Across the listing below, how many lines contain the string "detail"? Only the number is needed.
### Supplied entries
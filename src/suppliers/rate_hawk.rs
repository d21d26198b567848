//! Rate Hawk (ETG API v3) hotel search.
//!
//! REST/JSON with Basic credentials. Meal plans are filtered on the
//! response, so the criteria go out unchanged.

use super::{http_failure, value_as_f64, value_as_id};
use crate::adapter::{AdapterContext, Normalized, RawResponse, Services, SupplierAdapter};
use crate::config::{AuthMode, SupplierConfig};
use crate::error::SupplierError;
use crate::models::{Offer, SearchCriteria};
use crate::session_pool::SessionPool;
use async_trait::async_trait;
use chrono::{NaiveDate, Utc};
use serde::{Deserialize, Serialize};
use serde_json::Value;
use std::sync::Arc;
use tracing::{debug, info, warn};

const MAX_DAYS_AHEAD: i64 = 730;
const MAX_NIGHTS: i64 = 30;
const MAX_CHILDREN: usize = 4;
const MAX_GUESTS: usize = 6;
const MAX_CHILD_AGE: u32 = 17;

pub struct RateHawkAdapter {
    config: SupplierConfig,
    pool: Arc<SessionPool>,
    services: Services,
}

#[derive(Debug, Serialize)]
struct SearchPayload<'a> {
    checkin: String,
    checkout: String,
    residency: &'a str,
    guests: Vec<GuestRoom>,
    ids: Vec<String>,
    currency: &'a str,
    #[serde(skip_serializing_if = "Option::is_none")]
    rooms: Option<u32>,
}

#[derive(Debug, Serialize)]
struct GuestRoom {
    adults: u32,
    children: Vec<u32>,
}

#[derive(Debug, Deserialize)]
struct SearchResponse {
    #[serde(default)]
    data: Option<ResponseData>,
    #[serde(default)]
    error: Option<String>,
    #[serde(default)]
    debug: Option<Value>,
}

#[derive(Debug, Deserialize)]
struct ResponseData {
    #[serde(default)]
    hotels: Vec<Value>,
}

#[derive(Debug, Deserialize)]
struct Hotel {
    #[serde(default)]
    id: Value,
    #[serde(default)]
    hid: Value,
    #[serde(default)]
    rates: Vec<Value>,
}

#[derive(Debug, Deserialize)]
struct Rate {
    match_hash: Option<String>,
    room_name: Option<String>,
    meal: Option<String>,
    payment_options: Option<PaymentOptions>,
    #[serde(default)]
    daily_prices: Vec<Value>,
    #[serde(default)]
    serp_filters: Vec<String>,
    rg_ext: Option<RoomGroupExt>,
    #[serde(default)]
    amenities_data: Vec<String>,
}

#[derive(Debug, Deserialize)]
struct PaymentOptions {
    #[serde(default)]
    payment_types: Vec<PaymentType>,
}

#[derive(Debug, Deserialize)]
struct PaymentType {
    #[serde(default)]
    amount: Value,
    currency_code: Option<String>,
    cancellation_penalties: Option<CancellationPenalties>,
}

#[derive(Debug, Deserialize)]
struct CancellationPenalties {
    free_cancellation_before: Option<String>,
}

#[derive(Debug, Default, Deserialize)]
#[serde(default)]
struct RoomGroupExt {
    bathroom: i64,
    view: i64,
    balcony: i64,
    club: i64,
    family: i64,
}

impl RateHawkAdapter {
    pub fn new(ctx: AdapterContext) -> anyhow::Result<Self> {
        if !matches!(ctx.config.auth, AuthMode::Basic { .. }) {
            anyhow::bail!("{} requires basic credentials", ctx.config.id);
        }
        Ok(Self {
            config: ctx.config,
            pool: ctx.pool,
            services: ctx.services,
        })
    }

    fn payload<'a>(
        &self,
        criteria: &'a SearchCriteria,
        children: Vec<u32>,
        ids: Vec<String>,
    ) -> SearchPayload<'a> {
        SearchPayload {
            checkin: criteria.check_in.format("%Y-%m-%d").to_string(),
            checkout: criteria.check_out.format("%Y-%m-%d").to_string(),
            residency: &criteria.nationality,
            guests: vec![GuestRoom {
                adults: criteria.adults,
                children,
            }],
            ids,
            currency: &criteria.currency,
            rooms: criteria.rooms,
        }
    }
}

/// Stay and occupancy limits of the search endpoint. Returns the child
/// ages clamped to the accepted range.
fn validate_criteria(criteria: &SearchCriteria, today: NaiveDate) -> Result<Vec<u32>, SupplierError> {
    if criteria.check_in < today {
        return Err(SupplierError::invalid("check_in must be today or later"));
    }
    if (criteria.check_in - today).num_days() > MAX_DAYS_AHEAD {
        return Err(SupplierError::invalid(format!(
            "check_in must be within {} days",
            MAX_DAYS_AHEAD
        )));
    }
    let nights = criteria.nights();
    if nights < 1 {
        return Err(SupplierError::invalid("check_out must be after check_in"));
    }
    if nights > MAX_NIGHTS {
        return Err(SupplierError::invalid(format!(
            "stay must not exceed {} nights",
            MAX_NIGHTS
        )));
    }
    if criteria.children() > MAX_CHILDREN {
        return Err(SupplierError::invalid(format!(
            "too many children ({}), at most {} per room",
            criteria.children(),
            MAX_CHILDREN
        )));
    }
    let guests = criteria.adults as usize + criteria.children();
    if guests > MAX_GUESTS {
        return Err(SupplierError::invalid(format!(
            "too many guests ({}), at most {} per room",
            guests, MAX_GUESTS
        )));
    }

    Ok(criteria
        .children_ages
        .iter()
        .map(|age| (*age).min(MAX_CHILD_AGE))
        .collect())
}

// Errors reported inside a 200 body
fn check_body_error(response: &SearchResponse) -> Result<(), SupplierError> {
    let Some(error) = response.error.as_deref() else {
        return Ok(());
    };
    match error {
        "invalid_params" => {
            let detail = response
                .debug
                .as_ref()
                .and_then(|d| d.get("validation_error"))
                .and_then(Value::as_str)
                .unwrap_or("unknown validation error");
            Err(SupplierError::invalid(format!("rate_hawk validation error: {}", detail)))
        }
        "core_search_error" => Err(SupplierError::ApiResponseError {
            status_code: 200,
            message: "rate_hawk internal search error".to_string(),
            is_retryable: true,
        }),
        other => Err(SupplierError::Other(format!("rate_hawk API error: {}", other))),
    }
}

fn room_features(rate: &Rate) -> Vec<String> {
    let mut features: Vec<String> = Vec::new();

    for filter in &rate.serp_filters {
        let feature = match filter.as_str() {
            "has_bathroom" => "bathroom".to_string(),
            "has_internet" => "internet".to_string(),
            "has_wifi" | "wifi" => "wifi".to_string(),
            other => other.replace("has_", "").replace('_', " "),
        };
        features.push(feature);
    }

    if let Some(ext) = &rate.rg_ext {
        match ext.bathroom {
            2 => features.push("private bathroom".to_string()),
            1 => features.push("shared bathroom".to_string()),
            _ => {}
        }
        if ext.view > 0 {
            features.push("room with view".to_string());
        }
        if ext.balcony > 0 {
            features.push("balcony".to_string());
        }
        if ext.club > 0 {
            features.push("club access".to_string());
        }
        if ext.family > 0 {
            features.push("family friendly".to_string());
        }
    }

    for amenity in &rate.amenities_data {
        features.push(amenity.replace(['-', '_'], " "));
    }

    let mut seen = std::collections::HashSet::new();
    features.retain(|f| seen.insert(f.clone()));
    features
}

fn convert_rate(rate: Value, supplier_hotel_id: &str, hotel_id: &str, hotel_name: &str) -> Option<Offer> {
    let rate: Rate = match serde_json::from_value(rate) {
        Ok(rate) => rate,
        Err(e) => {
            debug!(hotel = supplier_hotel_id, error = %e, "Skipping malformed rate");
            return None;
        }
    };

    let match_hash = rate.match_hash.clone().filter(|h| !h.is_empty())?;
    let room_name = rate.room_name.clone().filter(|n| !n.is_empty())?;
    let payment = rate
        .payment_options
        .as_ref()
        .and_then(|p| p.payment_types.first())?;
    if rate.daily_prices.is_empty() {
        debug!(hotel = supplier_hotel_id, match_hash = %match_hash, "Skipping rate without daily prices");
        return None;
    }

    Some(Offer {
        provider: crate::config::RATE_HAWK.to_string(),
        supplier_hotel_id: supplier_hotel_id.to_string(),
        hotel_id: Some(hotel_id.to_string()),
        hotel_name: hotel_name.to_string(),
        supplier_room_code: Some(match_hash),
        room_name,
        meal_plan: rate.meal.clone(),
        total_price: value_as_f64(&payment.amount).unwrap_or(0.0),
        currency: payment
            .currency_code
            .clone()
            .unwrap_or_else(|| crate::config::DEFAULT_CURRENCY.to_string()),
        room_features: room_features(&rate),
        amenities: rate.amenities_data.clone(),
        free_cancellation_until: payment
            .cancellation_penalties
            .as_ref()
            .and_then(|c| c.free_cancellation_before.clone()),
        ..Default::default()
    })
}

#[async_trait]
impl SupplierAdapter for RateHawkAdapter {
    fn id(&self) -> &str {
        &self.config.id
    }

    async fn search(&self, criteria: &SearchCriteria) -> Result<RawResponse, SupplierError> {
        let children = validate_criteria(criteria, Utc::now().date_naive())?;
        let hotel_names = self
            .services
            .resolve_hotel_ids(self.id(), &criteria.hotel_names)?;
        let ids: Vec<String> = hotel_names.keys().cloned().collect();
        let payload = self.payload(criteria, children, ids);

        let session = self.pool.session(&self.config)?;
        let request = session.client().post(&self.config.base_url).json(&payload);
        let reply = session.execute(request, self.config.timeout()).await?;
        info!(supplier = %self.config.id, status = reply.status, bytes = reply.body.len(), "Search response");

        if !reply.is_success() {
            return Err(http_failure(&self.config.id, &reply));
        }
        let response: SearchResponse = serde_json::from_slice(&reply.body)?;
        check_body_error(&response)?;

        Ok(RawResponse::new(reply.body, hotel_names.into_iter().collect()))
    }

    fn normalize(&self, raw: &RawResponse, _criteria: &SearchCriteria) -> Result<Normalized, SupplierError> {
        let mut normalized = Normalized::default();
        if raw.body.iter().all(u8::is_ascii_whitespace) {
            return Ok(normalized);
        }
        let response: SearchResponse = serde_json::from_slice(&raw.body)?;

        let hotels = response.data.map(|d| d.hotels).unwrap_or_default();
        for hotel in hotels {
            let hotel: Hotel = match serde_json::from_value(hotel) {
                Ok(hotel) => hotel,
                Err(e) => {
                    debug!(error = %e, "Skipping malformed hotel");
                    normalized.dropped += 1;
                    continue;
                }
            };
            let Some(supplier_hotel_id) = value_as_id(&hotel.id) else {
                warn!(rates = hotel.rates.len(), "Hotel without id, skipping its rates");
                normalized.dropped += hotel.rates.len();
                continue;
            };
            let hotel_id = value_as_id(&hotel.hid).unwrap_or_else(|| supplier_hotel_id.clone());
            let hotel_name = raw
                .hotel_names
                .get(&supplier_hotel_id)
                .or_else(|| raw.hotel_names.get(&hotel_id))
                .cloned()
                .unwrap_or_else(|| hotel_id.clone());

            for rate in hotel.rates {
                normalized.push(convert_rate(rate, &supplier_hotel_id, &hotel_id, &hotel_name));
            }
        }

        info!(
            supplier = %self.config.id,
            offers = normalized.offers.len(),
            dropped = normalized.dropped,
            "Normalized response"
        );
        Ok(normalized)
    }
}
######
- **Task response**
2